Melasma Treatment Options
Though it may seem terrifying, Melasma is a common and solely cosmetic skin disorder which causes dark, unusual patches around the face & neck.
Melasma is often brought about from a mix of lengthy sun damage and female hormone fluctuations, which is why it is also recognized as “chloasma faciel,” or the “face of pregnancy.” With the 2 components simultaneously, melanin-generating cells (which are the cause of skin color) enter overdrive, causing skin to look darker than it should in areas.
Alongside pregnancy and genetic factors, Melasma may very well be brought on by contraceptives, hormone replacement therapy, skin puffiness, hair waxing, thyroid problems, and high stress levels. Additionally, a number of prescribed medications like tetracycline or quinine can create melanin production.
The recommended way to prevent Melasma, or keep it from getting worse, is to protect the dermis from the sun. Keep out of the sun as much as possible, and if you must stay outdoors long, wear protective clothing and a hat, and be sure to use sunscreen daily to prevent UV radiation. For additional protection, find a sunscreen that has physical blockers such as zinc dioxide and titanium dioxide, with an SPF of no less than 25.
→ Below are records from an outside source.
//! Account management

use bigdecimal::BigDecimal;
use chrono::NaiveDate;
use tracing::{debug, instrument};

use crate::ledger::balance;
use crate::traits::LedgerStore;
use crate::types::*;

/// Account manager wrapping the store's chart-of-accounts operations
pub struct AccountManager<S: LedgerStore> {
    pub(crate) store: S,
}

impl<S: LedgerStore> AccountManager<S> {
    pub fn new(store: S) -> Self {
        Self { store }
    }

    /// Create an account. The store rejects a duplicate
    /// `(user, account_number)` pair.
    #[instrument(skip(self, spec), fields(user = %spec.user, number = %spec.account_number))]
    pub async fn create_account(&self, spec: NewAccount) -> LedgerResult<Account> {
        if spec.name.trim().is_empty() {
            return Err(LedgerError::Validation(
                "account name cannot be empty".to_string(),
            ));
        }
        if spec.account_number.trim().is_empty() {
            return Err(LedgerError::Validation(
                "account number cannot be empty".to_string(),
            ));
        }

        let account = self.store.create_account(spec).await?;
        debug!(id = %account.id, "account created");
        Ok(account)
    }

    pub async fn get_account(
        &self,
        user: UserId,
        id: AccountId,
    ) -> LedgerResult<Option<Account>> {
        self.store.get_account(user, id).await
    }

    /// Get an account by id, returning an error if not found
    pub async fn get_account_required(
        &self,
        user: UserId,
        id: AccountId,
    ) -> LedgerResult<Account> {
        self.store
            .get_account(user, id)
            .await?
            .ok_or_else(|| LedgerError::account_not_found(id))
    }

    /// List the user's accounts, ordered by account number
    pub async fn list_accounts(
        &self,
        user: UserId,
        active_only: bool,
    ) -> LedgerResult<Vec<Account>> {
        self.store.list_accounts(user, active_only).await
    }

    /// Delete an account. Blocked while transaction lines reference it.
    #[instrument(skip(self), fields(user = %user, id = %id))]
    pub async fn delete_account(&self, user: UserId, id: AccountId) -> LedgerResult<()> {
        self.store.delete_account(user, id).await
    }

    /// Signed balance of the account as of an optional cutoff date
    pub async fn balance_of(
        &self,
        user: UserId,
        id: AccountId,
        as_of: Option<NaiveDate>,
    ) -> LedgerResult<BigDecimal> {
        let account = self.get_account_required(user, id).await?;
        balance::balance_of(&self.store, user, &account, as_of).await
    }
}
For most pregnant women, Melasma can vanish on its own after giving birth. Sometimes it can persist for several weeks, or even years, before disappearing.
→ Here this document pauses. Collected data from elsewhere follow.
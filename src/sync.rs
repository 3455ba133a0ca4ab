//! External accounting-system sync contract
//!
//! The core does not speak OAuth or HTTP. Vendor integrations (Xero,
//! QuickBooks, Sage, ...) live outside this crate, implement
//! [`AccountingProvider`], and hand the core normalized records which the
//! store upserts by `(user, external_id)` or `(user, account_number)`.

use async_trait::async_trait;
use serde::{Deserialize, Serialize};

use crate::types::{AccountType, LedgerResult, UserId};

/// Normalized chart-of-accounts record produced by a vendor sync
#[derive(Debug, Clone, PartialEq, Eq, Serialize, Deserialize)]
pub struct ExternalAccountRecord {
    pub name: String,
    pub account_type: AccountType,
    pub account_number: String,
    pub description: String,
    /// Vendor-side identifier, used as the primary upsert key
    pub external_id: Option<String>,
}

/// Outcome counts of one sync run
#[derive(Debug, Clone, Copy, PartialEq, Eq, Default, Serialize, Deserialize)]
pub struct SyncSummary {
    pub accounts_synced: usize,
    pub transactions_synced: usize,
    pub contacts_synced: usize,
}

/// Capability set every external accounting vendor integration provides.
///
/// Credentials come from the implementation's own injected configuration,
/// never from process-wide globals.
#[async_trait]
pub trait AccountingProvider: Send + Sync {
    /// Vendor name recorded as the transaction source ("xero",
    /// "quickbooks", "sage", ...)
    fn vendor(&self) -> &str;

    /// Establish or refresh the vendor session
    async fn authenticate(&self) -> LedgerResult<()>;

    /// Pull the vendor's chart of accounts and upsert it into the store
    async fn sync_accounts(&self, user: UserId) -> LedgerResult<SyncSummary>;

    /// Pull vendor transactions and post them through the store's validated
    /// create path
    async fn sync_transactions(&self, user: UserId) -> LedgerResult<SyncSummary>;

    /// Pull vendor contacts for the caller's own bookkeeping
    async fn sync_contacts(&self, user: UserId) -> LedgerResult<SyncSummary>;
}

/// Map a vendor's account-type vocabulary onto the five internal types.
/// Unrecognized names default to `Asset`, matching how vendor syncs treat
/// unknown categories.
pub fn map_external_account_type(vendor_type: &str) -> AccountType {
    match vendor_type.to_ascii_lowercase().as_str() {
        "liability" | "liabilities" => AccountType::Liability,
        "equity" => AccountType::Equity,
        "income" | "revenue" => AccountType::Revenue,
        "expense" | "expenses" => AccountType::Expense,
        _ => AccountType::Asset,
    }
}

#[cfg(test)]
mod tests {
    use super::*;

    #[test]
    fn vendor_type_mapping() {
        assert_eq!(map_external_account_type("Income"), AccountType::Revenue);
        assert_eq!(
            map_external_account_type("Liability"),
            AccountType::Liability
        );
        assert_eq!(map_external_account_type("Equity"), AccountType::Equity);
        assert_eq!(map_external_account_type("Expense"), AccountType::Expense);
        assert_eq!(map_external_account_type("Asset"), AccountType::Asset);
        assert_eq!(map_external_account_type("Bank"), AccountType::Asset);
    }

    #[test]
    fn record_round_trips_through_json() {
        let record = ExternalAccountRecord {
            name: "Sales".to_string(),
            account_type: AccountType::Revenue,
            account_number: "4000".to_string(),
            description: String::new(),
            external_id: Some("qb-77".to_string()),
        };
        let json = serde_json::to_string(&record).unwrap();
        let back: ExternalAccountRecord = serde_json::from_str(&json).unwrap();
        assert_eq!(back, record);
    }
}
Although there isn’t a true cure for Melasma, there are many ways to reduce the appearance of it by lightening the dark patches with time.
One of the most requested techniques is choosing a hydroquinone-based chemical peel, which, after treatment, can go deep into the layers of the skin to lessen dark pigment and prevent it from forming further.
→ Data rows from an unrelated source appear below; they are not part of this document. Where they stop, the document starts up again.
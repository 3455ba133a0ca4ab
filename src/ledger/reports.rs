//! Trial balance reporting

use bigdecimal::BigDecimal;
use chrono::NaiveDate;
use tracing::instrument;

use crate::ledger::balance;
use crate::traits::LedgerStore;
use crate::types::*;

/// Generate the trial balance for a user's active accounts as of an optional
/// cutoff date.
///
/// Accounts with an exactly zero balance are skipped. A positive balance
/// lands in the account's natural column; a negative balance is reported as
/// its absolute value in the opposite column, so an overdrawn debit-normal
/// account correctly shows up as a credit. With only balanced postings in
/// the store the two column totals agree. Rows follow the account-number
/// ordering of [`LedgerStore::list_accounts`]; re-running against unchanged
/// data yields an identical report.
#[instrument(skip(store), fields(user = %user))]
pub async fn trial_balance<S>(
    store: &S,
    user: UserId,
    as_of: Option<NaiveDate>,
) -> LedgerResult<TrialBalance>
where
    S: LedgerStore + ?Sized,
{
    let accounts = store.list_accounts(user, true).await?;

    let zero = BigDecimal::from(0);
    let mut rows = Vec::new();
    let mut total_debits = BigDecimal::from(0);
    let mut total_credits = BigDecimal::from(0);

    for account in accounts {
        let bal = balance::balance_of(store, user, &account, as_of).await?;
        if bal == zero {
            continue;
        }

        let natural = account.account_type.normal_side();
        let (debit, credit) = match (natural, bal > zero) {
            (Side::Debit, true) => (bal, zero.clone()),
            (Side::Debit, false) => (zero.clone(), bal.abs()),
            (Side::Credit, true) => (zero.clone(), bal),
            (Side::Credit, false) => (bal.abs(), zero.clone()),
        };

        total_debits += &debit;
        total_credits += &credit;
        rows.push(TrialBalanceRow {
            account,
            debit,
            credit,
        });
    }

    let is_balanced = total_debits == total_credits;

    Ok(TrialBalance {
        as_of,
        rows,
        total_debits,
        total_credits,
        is_balanced,
    })
}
Superficial peels containing alpha hydroxyacids or glycolic acid can also help, albeit with several more treatments than a hydroquinone chemical peel would need. The up side is that superficial peels have a much easier recovery time. Both of these treatments are available over the counter.
Treatments using a Fraxel laser or intense pulsed light therapy are a more dramatic and expensive choice, but may provide better results at times. Make sure to consult a qualified and licensed clinic for your laser treatment.